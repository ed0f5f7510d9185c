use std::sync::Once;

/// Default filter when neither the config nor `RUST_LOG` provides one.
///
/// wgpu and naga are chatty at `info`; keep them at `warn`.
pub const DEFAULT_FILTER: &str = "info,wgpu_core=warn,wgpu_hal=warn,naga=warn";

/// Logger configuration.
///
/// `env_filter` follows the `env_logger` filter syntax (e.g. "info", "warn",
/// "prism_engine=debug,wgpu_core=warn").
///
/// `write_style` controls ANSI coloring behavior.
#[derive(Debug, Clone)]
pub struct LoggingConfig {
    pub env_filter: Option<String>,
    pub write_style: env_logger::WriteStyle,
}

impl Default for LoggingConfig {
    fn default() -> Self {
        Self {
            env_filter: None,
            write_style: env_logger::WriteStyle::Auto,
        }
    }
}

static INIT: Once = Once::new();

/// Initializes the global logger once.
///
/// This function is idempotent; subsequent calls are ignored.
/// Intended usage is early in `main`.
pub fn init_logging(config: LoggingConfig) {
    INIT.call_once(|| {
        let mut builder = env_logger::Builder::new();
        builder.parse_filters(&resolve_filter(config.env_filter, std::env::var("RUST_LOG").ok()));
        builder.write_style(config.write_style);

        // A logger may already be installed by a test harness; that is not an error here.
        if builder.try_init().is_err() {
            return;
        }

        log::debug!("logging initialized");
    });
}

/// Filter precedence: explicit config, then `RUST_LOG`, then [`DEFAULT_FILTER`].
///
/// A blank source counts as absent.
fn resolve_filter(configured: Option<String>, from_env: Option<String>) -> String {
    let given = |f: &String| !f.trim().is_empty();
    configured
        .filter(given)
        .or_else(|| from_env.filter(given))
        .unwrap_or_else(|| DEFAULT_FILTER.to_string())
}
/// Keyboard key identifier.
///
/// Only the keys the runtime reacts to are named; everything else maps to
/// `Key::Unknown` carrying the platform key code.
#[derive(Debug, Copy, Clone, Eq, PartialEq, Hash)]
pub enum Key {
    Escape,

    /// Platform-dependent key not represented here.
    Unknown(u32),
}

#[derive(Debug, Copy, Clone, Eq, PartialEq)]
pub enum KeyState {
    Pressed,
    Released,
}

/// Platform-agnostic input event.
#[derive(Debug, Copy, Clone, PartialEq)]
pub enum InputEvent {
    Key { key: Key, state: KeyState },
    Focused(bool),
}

--------------------

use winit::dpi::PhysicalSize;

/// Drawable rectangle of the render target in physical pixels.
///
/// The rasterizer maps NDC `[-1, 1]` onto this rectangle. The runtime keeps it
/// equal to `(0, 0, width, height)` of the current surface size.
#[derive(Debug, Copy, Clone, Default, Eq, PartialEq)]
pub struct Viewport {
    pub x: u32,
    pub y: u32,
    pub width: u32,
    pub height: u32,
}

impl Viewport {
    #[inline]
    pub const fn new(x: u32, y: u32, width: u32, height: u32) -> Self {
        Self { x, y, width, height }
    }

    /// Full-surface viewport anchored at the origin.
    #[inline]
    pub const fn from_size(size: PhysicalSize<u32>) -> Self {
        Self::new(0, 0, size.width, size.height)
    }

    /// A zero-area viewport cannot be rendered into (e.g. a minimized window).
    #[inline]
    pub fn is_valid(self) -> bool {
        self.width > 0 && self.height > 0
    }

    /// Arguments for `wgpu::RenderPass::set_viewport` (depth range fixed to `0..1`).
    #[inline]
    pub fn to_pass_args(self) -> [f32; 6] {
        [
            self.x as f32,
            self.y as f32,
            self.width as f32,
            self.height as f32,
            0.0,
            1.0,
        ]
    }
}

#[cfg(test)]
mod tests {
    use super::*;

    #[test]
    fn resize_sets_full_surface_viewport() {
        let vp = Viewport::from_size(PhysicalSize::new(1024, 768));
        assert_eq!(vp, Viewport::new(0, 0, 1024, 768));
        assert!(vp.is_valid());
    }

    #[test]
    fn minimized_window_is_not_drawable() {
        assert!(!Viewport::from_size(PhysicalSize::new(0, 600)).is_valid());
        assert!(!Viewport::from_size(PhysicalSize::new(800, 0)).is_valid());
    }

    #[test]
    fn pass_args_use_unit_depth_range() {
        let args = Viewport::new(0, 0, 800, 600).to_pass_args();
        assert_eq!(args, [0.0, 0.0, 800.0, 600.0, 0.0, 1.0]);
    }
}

--------------------

#### Your objective:
Going back over the entries above, copy word for word every line from the one that has "repository ed0f5f7510d9185c" on through the one that has "fn default() ->".

#### Output below:
repository ed0f5f7510d9185c
use std::sync::Once;

/// Default filter when neither the config nor `RUST_LOG` provides one.
///
/// wgpu and naga are chatty at `info`; keep them at `warn`.
pub const DEFAULT_FILTER: &str = "info,wgpu_core=warn,wgpu_hal=warn,naga=warn";

/// Logger configuration.
///
/// `env_filter` follows the `env_logger` filter syntax (e.g. "info", "warn",
/// "prism_engine=debug,wgpu_core=warn").
///
/// `write_style` controls ANSI coloring behavior.
#[derive(Debug, Clone)]
pub struct LoggingConfig {
    pub env_filter: Option<String>,
    pub write_style: env_logger::WriteStyle,
}

impl Default for LoggingConfig {
    fn default() -> Self {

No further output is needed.